Harpo, le magnifique

Mis ainsi en échec, échec ô combien relatif, son visage ne semble cependant jamais pouvoir se défaire de cette félicité qui lui est naturelle, de cette bonhomie permanente. Gracieux, il est l'évocation d'une candeur toute juvénile, d’une disposition lutine à être. Après s'être amouraché de la moindre blonde qu'il course à en perdre haleine, il s'attendrit devant les amoureux transis en peine de reconnaissance. Les quelques notes douces et mélancoliques sorties de sa harpe soulignent cet aspect en ajoutant la touche angélique, rêveuse, poétique et sans aucun doute réconfortante qui lui permet dans une ultime pirouette de bénéficier finalement des faveurs des dames. Il peut encore offrir quelques sucres d’orge ou d’immenses sucettes sortis tout droit de son imperméable. « C’est là que tu vis, Harpo ? Ce doit être magnifique [3] d’être comme toi. Tu vis tout seul. Tu ne dépends de personne et personne ne te fait de peine. » lui dit une héroïne accablée par le sort dans Love Happy (La Pêche au trésor). Sur ces mots, Harpo – qui porte son vrai nom dans ce film – déploie toute son inventivité pour la consoler du chagrin qui l’anime, le jour de son anniversaire, et lui découvre à cette occasion la grotte qui lui sert d’habitation. À l’intérieur, l’univers de ce personnage si atypique et original apparaît peuplé d’animaux et d’objets hétéroclites. Il s’empresse de dégager la harpe qui reposait sous une couverture…
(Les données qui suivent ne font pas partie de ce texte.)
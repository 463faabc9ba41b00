use chrono::{DateTime, Utc};
use serde::{Deserialize, Serialize};

/// A graded submission. Written exactly once, never updated or deleted.
/// Invariant: `0 <= score <= total_questions`.
#[derive(Clone, Debug, PartialEq, Eq, Deserialize, Serialize, sqlx::FromRow)]
#[serde(rename_all = "camelCase")]
pub struct QuizResult {
    pub id: i32,
    pub user_id: i32,
    pub quiz_id: i32,
    pub score: i32,
    pub total_questions: i32,
    pub completed_at: DateTime<Utc>,
}

#[derive(Clone, Debug)]
pub struct NewQuizResult {
    pub user_id: i32,
    pub quiz_id: i32,
    pub score: i32,
    pub total_questions: i32,
    pub completed_at: DateTime<Utc>,
}

#[derive(Clone, Debug, PartialEq, Eq, Deserialize, Serialize, sqlx::FromRow)]
#[serde(rename_all = "camelCase")]
pub struct LeaderboardEntry {
    pub username: String,
    pub score: i32,
    pub total_questions: i32,
    pub percentage: i32,
    pub completed_at: DateTime<Utc>,
}

#[cfg(test)]
mod tests {
    use super::*;

    #[test]
    fn test_result_wire_names_are_camel_case() {
        let result = QuizResult {
            id: 1,
            user_id: 2,
            quiz_id: 1,
            score: 4,
            total_questions: 5,
            completed_at: Utc::now(),
        };

        let json = serde_json::to_value(&result).unwrap();
        assert_eq!(json["userId"], 2);
        assert_eq!(json["quizId"], 1);
        assert_eq!(json["totalQuestions"], 5);
        assert!(json.get("completedAt").is_some());
        assert!(json.get("user_id").is_none());
    }

    #[test]
    fn test_leaderboard_entry_round_trip() {
        let entry = LeaderboardEntry {
            username: "alice".to_string(),
            score: 3,
            total_questions: 5,
            percentage: 60,
            completed_at: Utc::now(),
        };

        let json = serde_json::to_string(&entry).unwrap();
        let parsed: LeaderboardEntry = serde_json::from_str(&json).unwrap();
        assert_eq!(parsed, entry);
    }
}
Les traits stables et équilibrés du visage qu’il arbore en permanence, ne sont en réalité que l'illustration de l'homme heureux comme le définit Rosset, du jouisseur d'existence que les contractions les plus fortes, les grimaces les plus affreuses ne sauraient entacher. Ses deux grands yeux authentifient quant à eux, par leur étonnante expressivité, en plus de l’appétit vorace qui le caractérise, une curiosité de tous les instants et une capacité infinie de s'émerveiller de tout ce qui l'entoure. Ses ressources paraissent inépuisables, rendues en outre miraculeuses par d’étonnantes propriétés. « Que ferais-je sans toi ? Grâce à toi cet anniversaire est le plus joli de ma vie. » lui répond finalement la jeune fille de Love Happy (La Pêche au trésor) après avoir reçu un somptueux collier de diamants et soufflé les bougies qui brûlaient à l’extrémité des doigts de Harpo. S’il lui arrive parfois de s'endormir sur place, dans l’étroitesse d’une cabine surpeuplée, ou plus simplement dans le jardin d’une superbe demeure, ce n'est que pour mieux se délecter des surprises que le réveil lui réserve.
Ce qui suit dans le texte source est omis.